Mas eis o ponto desconfortável: o Ministro, ao se dizer leitor de Mill, parece tê-lo compreendido menos do que os tais “internautas” apressados. E não por erro de citação, mas por inversão de essência. Ao tentar mobilizar On Liberty como fundamento para a limitação do discurso, Moraes atribui ao filósofo liberal uma doutrina que ele rejeitou explicitamente. O Ministro não leu errado: leu contra. E usou Mill para negar Mill.

A base de seu raciocínio é o chamado “princípio do dano”. De acordo com o voto, Mill reconheceria a legitimidade de interferência estatal na liberdade de expressão quando a conduta influenciasse “de modo prejudicial os interesses dos outros”. A partir daí, conclui-se que a sociedade — leia-se o Estado — adquire “jurisdição” sobre tal conduta. A leitura é engenhosa, mas falsa. Porque em On Liberty, o dano que autoriza a limitação da liberdade não é um desconforto difuso, nem um abalo no sentimento coletivo, muito menos uma ofensa subjetiva ao interesse público. O dano, para Mill, é objetivo, mensurável, concreto — e excepcional.

Mill sabia, também, que a tirania não se esgota na força estatal. A pressão social, quando organizada sob a aparência do bem comum, é capaz de esmagar indivíduos com a mesma violência do poder formal. Por isso advertiu, com precisão cirúrgica:

“Há um limite à interferência legítima da opinião coletiva na independência individual; e encontrar esse limite, e protegê-lo contra transgressões, é tão indispensável para o bom estado das relações humanas, como a proteção contra o despotismo político.”[1]

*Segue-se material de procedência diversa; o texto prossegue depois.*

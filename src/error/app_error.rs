use rocket::http::{ContentType, Status};
use rocket::response::Responder;
use rocket::{Request, Response};
use rocket_okapi::OpenApiError;
use rocket_okapi::r#gen::OpenApiGenerator;
use rocket_okapi::okapi::openapi3::Responses;
use rocket_okapi::response::OpenApiResponderInner;
use std::io::Cursor;
use thiserror::Error;
use tracing::error;
use validator::ValidationErrors;

#[derive(Debug, Error)]
pub enum AppError {
    #[error("Internal server error")]
    Db {
        message: String,
        #[source]
        source: sqlx::error::Error,
    },
    /// Generic credential failure. Deliberately identical for unknown email
    /// and wrong password so the response does not reveal which one it was.
    #[error("Invalid email or password")]
    InvalidCredentials,
    #[error("Email address has not been verified")]
    EmailNotVerified,
    #[error("Not logged in")]
    NotLoggedIn,
    #[error("Session is invalid")]
    SessionInvalid,
    #[error("Session has expired")]
    SessionExpired,
    #[error("Too many login attempts, please try again later")]
    TooManyLoginAttempts,
    #[error("This email address is already registered")]
    EmailTaken,
    #[error("This nickname is already taken")]
    NicknameTaken,
    /// Uniform response for an unknown, consumed, or malformed verification
    /// token; reasons are not distinguished to prevent token enumeration.
    #[error("Invalid or already verified token")]
    VerificationTokenInvalid,
    #[error("Verification token has expired")]
    VerificationTokenExpired,
    #[error("Not found: {0}")]
    NotFound(String),
    #[error("Validation error: {0}")]
    ValidationError(#[from] ValidationErrors),
    #[error("Internal server error")]
    Email { message: String },
    #[error("Internal server error")]
    ConfigurationError {
        message: String,
        #[source]
        source: figment::Error,
    },
}

impl AppError {
    pub fn db(message: impl Into<String>, source: sqlx::error::Error) -> Self {
        Self::Db {
            message: message.into(),
            source,
        }
    }

    pub fn email(message: impl Into<String>) -> Self {
        Self::Email { message: message.into() }
    }
}

impl From<&AppError> for Status {
    fn from(e: &AppError) -> Self {
        match e {
            AppError::Db { .. } => Status::InternalServerError,
            AppError::InvalidCredentials => Status::Unauthorized,
            AppError::EmailNotVerified => Status::Unauthorized,
            AppError::NotLoggedIn => Status::Unauthorized,
            AppError::SessionInvalid => Status::Unauthorized,
            AppError::SessionExpired => Status::Unauthorized,
            AppError::TooManyLoginAttempts => Status::TooManyRequests,
            AppError::EmailTaken => Status::BadRequest,
            AppError::NicknameTaken => Status::BadRequest,
            AppError::VerificationTokenInvalid => Status::BadRequest,
            AppError::VerificationTokenExpired => Status::BadRequest,
            AppError::NotFound(_) => Status::NotFound,
            AppError::ValidationError(_) => Status::BadRequest,
            AppError::Email { .. } => Status::InternalServerError,
            AppError::ConfigurationError { .. } => Status::InternalServerError,
        }
    }
}

impl<'r> Responder<'r, 'static> for AppError {
    fn respond_to(self, req: &Request<'_>) -> rocket::response::Result<'static> {
        // Extract request context for better error logging
        let method = req.method();
        let uri = req.uri();

        // Try to get request_id from local_cache
        let request_id = req
            .local_cache(|| None::<crate::middleware::RequestId>)
            .as_ref()
            .map(|r| r.0.as_str())
            .unwrap_or("unknown");

        error!(
            error = ?self,
            request_id = %request_id,
            method = %method,
            uri = %uri,
            "request failed"
        );

        let status = Status::from(&self);
        let body = serde_json::json!({ "error": self.to_string() }).to_string();

        Response::build()
            .status(status)
            .header(ContentType::JSON)
            .sized_body(body.len(), Cursor::new(body))
            .ok()
    }
}

impl OpenApiResponderInner for AppError {
    fn responses(_gen: &mut OpenApiGenerator) -> Result<Responses, OpenApiError> {
        use rocket_okapi::okapi::openapi3::{RefOr, Response as OpenApiResponse};
        let mut responses = Responses::default();
        for (code, description) in [
            ("400", "Bad Request"),
            ("401", "Unauthorized"),
            ("404", "Not Found"),
            ("429", "Too Many Requests"),
            ("500", "Internal Server Error"),
        ] {
            responses.responses.insert(
                code.to_string(),
                RefOr::Object(OpenApiResponse {
                    description: description.to_string(),
                    ..Default::default()
                }),
            );
        }
        Ok(responses)
    }
}

impl From<figment::Error> for AppError {
    fn from(e: figment::Error) -> Self {
        AppError::ConfigurationError {
            message: "Failed to read configuration".to_string(),
            source: e,
        }
    }
}

impl From<sqlx::Error> for AppError {
    fn from(e: sqlx::Error) -> Self {
        match e {
            sqlx::Error::RowNotFound => AppError::NotFound("Resource not found".to_string()),
            _ => AppError::db("Database error", e),
        }
    }
}

#[cfg(test)]
mod tests {
    use super::*;

    #[test]
    fn credential_failures_map_to_401() {
        assert_eq!(Status::from(&AppError::InvalidCredentials), Status::Unauthorized);
        assert_eq!(Status::from(&AppError::EmailNotVerified), Status::Unauthorized);
        assert_eq!(Status::from(&AppError::NotLoggedIn), Status::Unauthorized);
        assert_eq!(Status::from(&AppError::SessionInvalid), Status::Unauthorized);
        assert_eq!(Status::from(&AppError::SessionExpired), Status::Unauthorized);
    }

    #[test]
    fn rate_limit_maps_to_429() {
        assert_eq!(Status::from(&AppError::TooManyLoginAttempts), Status::TooManyRequests);
    }

    #[test]
    fn conflicts_and_token_errors_map_to_400() {
        assert_eq!(Status::from(&AppError::EmailTaken), Status::BadRequest);
        assert_eq!(Status::from(&AppError::NicknameTaken), Status::BadRequest);
        assert_eq!(Status::from(&AppError::VerificationTokenInvalid), Status::BadRequest);
        assert_eq!(Status::from(&AppError::VerificationTokenExpired), Status::BadRequest);
    }

    #[test]
    fn dependency_failures_hide_details_from_callers() {
        let err = AppError::email("SMTP relay refused the connection");
        assert_eq!(Status::from(&err), Status::InternalServerError);
        assert_eq!(err.to_string(), "Internal server error");
    }

    #[test]
    fn unknown_email_and_wrong_password_share_a_message() {
        // Both paths surface the same AppError variant, so the body cannot
        // be used to probe which email addresses are registered.
        assert_eq!(AppError::InvalidCredentials.to_string(), "Invalid email or password");
    }
}
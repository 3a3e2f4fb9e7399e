//! Password hashing and opaque token generation.
//!
//! Passwords are derived with PBKDF2-HMAC-SHA256 over a random per-user
//! salt; both the 256-bit derived key and the 128-bit salt are stored as
//! lowercase hex. There is no scheme version field alongside the hash, so
//! changing `PBKDF2_ITERATIONS` invalidates previously stored hashes.

use pbkdf2::pbkdf2_hmac;
use rand::Rng;
use sha2::Sha256;

/// Deployment constant. Raising it requires rehashing stored credentials.
pub const PBKDF2_ITERATIONS: u32 = 100_000;

const SALT_BYTES: usize = 16;
const DERIVED_KEY_BYTES: usize = 32;
const TOKEN_BYTES: usize = 32;

/// Derive a password hash. When `salt` is `None` a fresh random salt is
/// generated; passing the stored salt reproduces the stored hash for
/// comparison. Returns `(hash_hex, salt_hex)`.
pub fn hash_password(password: &str, salt: Option<&str>) -> (String, String) {
    let salt = match salt {
        Some(salt) => salt.to_string(),
        None => generate_salt(),
    };

    let mut derived = [0u8; DERIVED_KEY_BYTES];
    pbkdf2_hmac::<Sha256>(password.as_bytes(), salt.as_bytes(), PBKDF2_ITERATIONS, &mut derived);

    (hex::encode(derived), salt)
}

/// Recompute the hash with the stored salt and compare. Output is
/// fixed-length hex of a one-way derivation, so exact string equality is the
/// comparison the scheme calls for.
pub fn verify_password(password: &str, salt: &str, expected_hash: &str) -> bool {
    let (hash, _) = hash_password(password, Some(salt));
    hash == expected_hash
}

/// Random 128-bit salt, lowercase hex (32 characters).
pub fn generate_salt() -> String {
    let mut bytes = [0u8; SALT_BYTES];
    rand::rng().fill_bytes(&mut bytes);
    hex::encode(bytes)
}

/// Random 256-bit opaque token, lowercase hex (64 characters). Used for both
/// verification tokens and session tokens.
pub fn generate_token() -> String {
    let mut bytes = [0u8; TOKEN_BYTES];
    rand::rng().fill_bytes(&mut bytes);
    hex::encode(bytes)
}

#[cfg(test)]
mod tests {
    use super::*;
    use proptest::prelude::*;
    use std::collections::HashSet;

    #[test]
    fn hashing_is_deterministic_for_a_given_salt() {
        let (hash1, salt) = hash_password("password1", None);
        let (hash2, salt2) = hash_password("password1", Some(&salt));
        assert_eq!(hash1, hash2);
        assert_eq!(salt, salt2);
    }

    #[test]
    fn different_salts_produce_different_hashes() {
        let (hash1, salt1) = hash_password("password1", None);
        let (hash2, salt2) = hash_password("password1", None);
        assert_ne!(salt1, salt2);
        assert_ne!(hash1, hash2);
    }

    #[test]
    fn hash_and_salt_have_fixed_hex_lengths() {
        let (hash, salt) = hash_password("password1", None);
        assert_eq!(hash.len(), 64);
        assert_eq!(salt.len(), 32);
        assert!(hash.chars().all(|c| c.is_ascii_hexdigit() && !c.is_ascii_uppercase()));
        assert!(salt.chars().all(|c| c.is_ascii_hexdigit() && !c.is_ascii_uppercase()));
    }

    #[test]
    fn a_thousand_salts_do_not_collide() {
        let salts: HashSet<String> = (0..1000).map(|_| generate_salt()).collect();
        assert_eq!(salts.len(), 1000);
    }

    #[test]
    fn verify_accepts_correct_password() {
        let (hash, salt) = hash_password("password1", None);
        assert!(verify_password("password1", &salt, &hash));
    }

    #[test]
    fn verify_rejects_wrong_password() {
        let (hash, salt) = hash_password("password1", None);
        assert!(!verify_password("password2", &salt, &hash));
    }

    #[test]
    fn tokens_are_64_hex_chars_and_unique() {
        let token1 = generate_token();
        let token2 = generate_token();
        assert_eq!(token1.len(), 64);
        assert!(token1.chars().all(|c| c.is_ascii_hexdigit()));
        assert_ne!(token1, token2);
    }

    proptest! {
        #![proptest_config(ProptestConfig::with_cases(16))]

        #[test]
        fn any_password_round_trips_through_verify(password in ".{0,48}") {
            let (hash, salt) = hash_password(&password, None);
            prop_assert!(verify_password(&password, &salt, &hash));
        }
    }
}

Essa advertência não é retórica — é estrutural. Está na base de tudo o que Mill escreveu sobre o poder. Não é difícil percebê-la na passagem inaugural de On Liberty, onde se estabelece com clareza a fronteira do poder legítimo da sociedade sobre o indivíduo: “o único fim para o qual as pessoas têm justificação, individual ou coletivamente, para interferir na liberdade de ação de outro, é a autoproteção.” [2] Mill reafirma essa regra ao longo de toda a obra. Não se trata de um poder interpretativo para proteger o sensível, mas de um critério estrito para conter o violento. O discurso, salvo quando for direta e imediatamente incitador de dano físico ou material, é protegido — mesmo quando errado, mesmo quando ofensivo, mesmo quando repulsivo.

Moraes, no entanto, descola a ideia de dano da noção de liberdade individual. Aproxima-a perigosamente da lógica do interesse social, da harmonia coletiva, da ordem comunicacional. Ocorre que essa é justamente a razão pela qual Mill escreveu On Liberty: para alertar que a opinião pública e os seus aparelhos estatais — inclusive o Judiciário — são os primeiros a violar a liberdade sob o pretexto do bem comum. E o fazem, quase sempre, com intenções nobres, com justificativas morais e com citações de autores que jamais os autorizaram.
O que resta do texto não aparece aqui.